In Ulm (“Pittoresk! Und das Muenschderle… fast so schoen wie der Koelner Dom!”) gab er als Premiere gleich zwei seiner Themen zum Besten. Einmal den Fall einer spontanen Entzuendung einer niederlaendischen Dame, die das ganze gluecklicherweise ueberlebt hatte, was fuer den Kriminologen natuerlich unter anderem den Vorteil mit sich bringt, dass man sie hinterher noch befragen konnte.

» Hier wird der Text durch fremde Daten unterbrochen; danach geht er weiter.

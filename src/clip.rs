use std::{
  path::{Path, PathBuf},
  process::Stdio,
  sync::Arc,
};

use audiopus::{coder::Encoder as OpusEncoder, Application, Bitrate, Channels, SampleRate};
use poise::serenity_prelude::async_trait;
use tokio::{
  io::AsyncReadExt,
  process::{Child, ChildStdout, Command},
};
use tracing::{debug, info, trace};

use crate::error::{Error, Result};

pub const SAMPLE_RATE: u32 = 48_000;
pub const CHANNELS: usize = 2;
/// Samples per channel in one 20ms frame.
pub const FRAME_SIZE: usize = 960;
pub const BITRATE: i32 = 64_000;
const PCM_FRAME_BYTES: usize = FRAME_SIZE * CHANNELS * 2;
const MAX_PACKET_BYTES: usize = 4_000;

/// Opus frames of one asset, in encode order. Cloning shares the frames.
#[derive(Debug, Clone, PartialEq, Eq)]
pub struct FrameBuffer {
  frames: Arc<[Vec<u8>]>,
}

impl FrameBuffer {
  pub fn new(frames: Vec<Vec<u8>>) -> Self {
    Self { frames: frames.into() }
  }

  pub fn frames(&self) -> &[Vec<u8>] {
    &self.frames
  }

  pub fn len(&self) -> usize {
    self.frames.len()
  }

  pub fn is_empty(&self) -> bool {
    self.frames.is_empty()
  }
}

#[async_trait]
pub trait FrameSource: Send {
  /// `Ok(None)` marks end of stream.
  async fn next_frame(&mut self) -> Result<Option<Vec<u8>>>;
}

#[async_trait]
pub trait ClipEncoder: Send + Sync {
  async fn encode(&self, path: &Path) -> Result<Box<dyn FrameSource>>;
}

/// Reads an asset to an ordered frame buffer. Runs once per asset at startup.
pub async fn prepare<E>(path: &Path, encoder: &E) -> Result<FrameBuffer>
where
  E: ClipEncoder + ?Sized,
{
  info!(path = %path.display(), "preparing clip");
  let file = tokio::fs::File::open(path).await?;

  let mut source = encoder.encode(path).await?;
  let mut frames = Vec::new();
  while let Some(frame) = source.next_frame().await? {
    trace!(index = frames.len(), bytes = frame.len(), "encoded frame");
    frames.push(frame);
  }
  drop(file);

  if frames.is_empty() {
    return Err(Error::Encoding(format!("{} produced no audio frames", path.display())));
  }
  info!(path = %path.display(), frames = frames.len(), "clip ready");
  Ok(FrameBuffer::new(frames))
}

/// Decodes with an ffmpeg child process and encodes 20ms stereo Opus frames in-process.
pub struct FfmpegOpusEncoder {
  ffmpeg: PathBuf,
}

impl FfmpegOpusEncoder {
  pub fn new(ffmpeg: impl Into<PathBuf>) -> Self {
    Self { ffmpeg: ffmpeg.into() }
  }
}

#[async_trait]
impl ClipEncoder for FfmpegOpusEncoder {
  async fn encode(&self, path: &Path) -> Result<Box<dyn FrameSource>> {
    let mut child = Command::new(&self.ffmpeg)
      .args(["-hide_banner", "-loglevel", "error", "-i"])
      .arg(path)
      .args(["-f", "s16le", "-ar", "48000", "-ac", "2", "pipe:1"])
      .stdin(Stdio::null())
      .stdout(Stdio::piped())
      .stderr(Stdio::inherit())
      .kill_on_drop(true)
      .spawn()
      .map_err(|err| Error::Encoding(format!("failed to start {}: {}", self.ffmpeg.display(), err)))?;
    debug!(ffmpeg = %self.ffmpeg.display(), "encoder process started");

    let stdout = child
      .stdout
      .take()
      .ok_or_else(|| Error::Encoding("encoder stdout unavailable".to_string()))?;

    let mut encoder = OpusEncoder::new(SampleRate::Hz48000, Channels::Stereo, Application::Audio)?;
    encoder.set_bitrate(Bitrate::BitsPerSecond(BITRATE))?;

    Ok(Box::new(PcmOpusSource {
      child: Some(child),
      stdout,
      encoder,
      pcm: vec![0; PCM_FRAME_BYTES],
      samples: vec![0; FRAME_SIZE * CHANNELS],
      packet: vec![0; MAX_PACKET_BYTES],
    }))
  }
}

struct PcmOpusSource {
  child: Option<Child>,
  stdout: ChildStdout,
  encoder: OpusEncoder,
  pcm: Vec<u8>,
  samples: Vec<i16>,
  packet: Vec<u8>,
}

impl PcmOpusSource {
  /// Fills `pcm` as far as the stream allows, returning the bytes read.
  async fn read_pcm_frame(&mut self) -> Result<usize> {
    let mut filled = 0;
    while filled < self.pcm.len() {
      let read = self
        .stdout
        .read(&mut self.pcm[filled..])
        .await
        .map_err(|err| Error::Encoding(format!("failed to read encoder output: {err}")))?;
      if read == 0 {
        break;
      }
      filled += read;
    }
    Ok(filled)
  }

  async fn finish(&mut self) -> Result<()> {
    if let Some(mut child) = self.child.take() {
      let status = child
        .wait()
        .await
        .map_err(|err| Error::Encoding(format!("failed to wait for encoder: {err}")))?;
      if !status.success() {
        return Err(Error::Encoding(format!("encoder exited with {status}")));
      }
    }
    Ok(())
  }
}

#[async_trait]
impl FrameSource for PcmOpusSource {
  async fn next_frame(&mut self) -> Result<Option<Vec<u8>>> {
    let filled = self.read_pcm_frame().await?;
    if filled == 0 {
      self.finish().await?;
      return Ok(None);
    }
    // Short tail gets padded with silence.
    self.pcm[filled..].fill(0);

    for (sample, bytes) in self.samples.iter_mut().zip(self.pcm.chunks_exact(2)) {
      *sample = i16::from_le_bytes([bytes[0], bytes[1]]);
    }
    let len = self.encoder.encode(&self.samples, &mut self.packet)?;
    Ok(Some(self.packet[..len].to_vec()))
  }
}

#[cfg(test)]
mod tests {
  use std::io::Write;

  use super::*;

  /// Splits the file contents into fixed-size "frames"; stands in for ffmpeg and Opus.
  struct ChunkEncoder {
    chunk: usize,
  }

  struct ChunkSource {
    chunks: std::vec::IntoIter<Vec<u8>>,
  }

  #[async_trait]
  impl FrameSource for ChunkSource {
    async fn next_frame(&mut self) -> Result<Option<Vec<u8>>> {
      Ok(self.chunks.next())
    }
  }

  #[async_trait]
  impl ClipEncoder for ChunkEncoder {
    async fn encode(&self, path: &Path) -> Result<Box<dyn FrameSource>> {
      let bytes = tokio::fs::read(path).await?;
      let chunks: Vec<Vec<u8>> = bytes.chunks(self.chunk).map(<[u8]>::to_vec).collect();
      Ok(Box::new(ChunkSource { chunks: chunks.into_iter() }))
    }
  }

  struct FailingEncoder {
    after: usize,
  }

  struct FailingSource {
    remaining: usize,
  }

  #[async_trait]
  impl FrameSource for FailingSource {
    async fn next_frame(&mut self) -> Result<Option<Vec<u8>>> {
      if self.remaining == 0 {
        return Err(Error::Encoding("corrupt stream".to_string()));
      }
      self.remaining -= 1;
      Ok(Some(vec![0xF8, 0xFF, 0xFE]))
    }
  }

  #[async_trait]
  impl ClipEncoder for FailingEncoder {
    async fn encode(&self, _path: &Path) -> Result<Box<dyn FrameSource>> {
      Ok(Box::new(FailingSource { remaining: self.after }))
    }
  }

  fn asset(contents: &[u8]) -> tempfile::NamedTempFile {
    let mut file = tempfile::NamedTempFile::new().unwrap();
    file.write_all(contents).unwrap();
    file.flush().unwrap();
    file
  }

  #[tokio::test]
  async fn prepare_buffers_frames_in_encode_order() {
    let file = asset(b"abcdefghij");
    let buffer = prepare(file.path(), &ChunkEncoder { chunk: 4 }).await.unwrap();

    assert_eq!(
      buffer.frames(),
      &[b"abcd".to_vec(), b"efgh".to_vec(), b"ij".to_vec()]
    );
  }

  #[tokio::test]
  async fn prepare_is_stable_for_identical_input() {
    let file = asset(&(0..=255u8).cycle().take(5_000).collect::<Vec<_>>());
    let encoder = ChunkEncoder { chunk: 160 };

    let first = prepare(file.path(), &encoder).await.unwrap();
    let second = prepare(file.path(), &encoder).await.unwrap();
    assert!(!first.is_empty());
    assert_eq!(first, second);
  }

  #[tokio::test]
  async fn missing_file_is_an_io_error() {
    let dir = tempfile::tempdir().unwrap();
    let missing = dir.path().join("legoYoda.mp3");

    let result = prepare(&missing, &ChunkEncoder { chunk: 4 }).await;
    assert!(matches!(result, Err(Error::Io(_))));
  }

  #[tokio::test]
  async fn encoder_failure_discards_partial_frames() {
    let file = asset(b"irrelevant");
    let result = prepare(file.path(), &FailingEncoder { after: 3 }).await;
    assert!(matches!(result, Err(Error::Encoding(_))));
  }

  #[tokio::test]
  async fn empty_asset_is_an_encoding_error() {
    let file = asset(b"");
    let result = prepare(file.path(), &ChunkEncoder { chunk: 4 }).await;
    assert!(matches!(result, Err(Error::Encoding(_))));
  }

  #[tokio::test]
  async fn missing_encoder_binary_is_an_encoding_error() {
    let file = asset(b"not audio");
    let encoder = FfmpegOpusEncoder::new("/nonexistent/ffmpeg-for-tests");
    let result = prepare(file.path(), &encoder).await;
    assert!(matches!(result, Err(Error::Encoding(_))));
  }

  /// Writes an executable stand-in for ffmpeg that ignores its arguments.
  #[cfg(unix)]
  fn fake_ffmpeg(dir: &tempfile::TempDir, body: &str) -> PathBuf {
    use std::os::unix::fs::PermissionsExt;

    let script = dir.path().join("ffmpeg");
    std::fs::write(&script, format!("#!/bin/sh\n{body}\n")).unwrap();
    std::fs::set_permissions(&script, std::fs::Permissions::from_mode(0o755)).unwrap();
    script
  }

  #[cfg(unix)]
  #[tokio::test]
  async fn pcm_stream_is_cut_into_frames_with_a_padded_tail() {
    let dir = tempfile::tempdir().unwrap();
    let pcm_bytes = PCM_FRAME_BYTES * 2 + 100;
    let ffmpeg = fake_ffmpeg(&dir, &format!("head -c {pcm_bytes} /dev/zero"));
    let file = asset(b"not audio");

    let buffer = prepare(file.path(), &FfmpegOpusEncoder::new(ffmpeg)).await.unwrap();

    assert_eq!(buffer.len(), 3);
    assert!(buffer.frames().iter().all(|frame| !frame.is_empty() && frame.len() <= MAX_PACKET_BYTES));
  }

  #[cfg(unix)]
  #[tokio::test]
  async fn encoder_exit_failure_is_an_encoding_error() {
    let dir = tempfile::tempdir().unwrap();
    let ffmpeg = fake_ffmpeg(&dir, "exit 1");
    let file = asset(b"not audio");

    let result = prepare(file.path(), &FfmpegOpusEncoder::new(ffmpeg)).await;
    assert!(matches!(result, Err(Error::Encoding(_))));
  }

  #[cfg(unix)]
  #[tokio::test]
  async fn frames_written_before_a_failing_exit_are_discarded() {
    let dir = tempfile::tempdir().unwrap();
    let ffmpeg = fake_ffmpeg(&dir, &format!("head -c {PCM_FRAME_BYTES} /dev/zero\nexit 3"));
    let file = asset(b"not audio");

    let result = prepare(file.path(), &FfmpegOpusEncoder::new(ffmpeg)).await;
    assert!(matches!(result, Err(Error::Encoding(_))));
  }

  #[test]
  fn cloned_buffers_share_frames() {
    let buffer = FrameBuffer::new(vec![vec![1], vec![2]]);
    let clone = buffer.clone();
    assert!(std::ptr::eq(buffer.frames(), clone.frames()));
    assert_eq!(clone.len(), 2);
  }
}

Fuer National Geographic durfte er den Fall zusammen mit Larry Arnold untersuchen — Arnold als Unterstuetzer der Theorie der spontanen menschlichen Selbstentzuendung, Benecke als nerdiger ausgeflippter nuechterner Wissenschaftler, der nach dem Sherlock-Holmes-Prinzip alles Unmoegliche ausschliesst und schlussendlich zu plausiblen Erklaerungen kommt. Alles im Stil eines seeeeehr lockeren und unterhaltsamen Bildvortrags (Benecke fotografiert anscheinend alles und jeden, sogar Matze und mich!) — warum man Berliner Chemiestudenten keine Chemikalien ueberlassen sollte und was damit auf dem Ploetzensee passiert ist, soll hier nicht verraten werden.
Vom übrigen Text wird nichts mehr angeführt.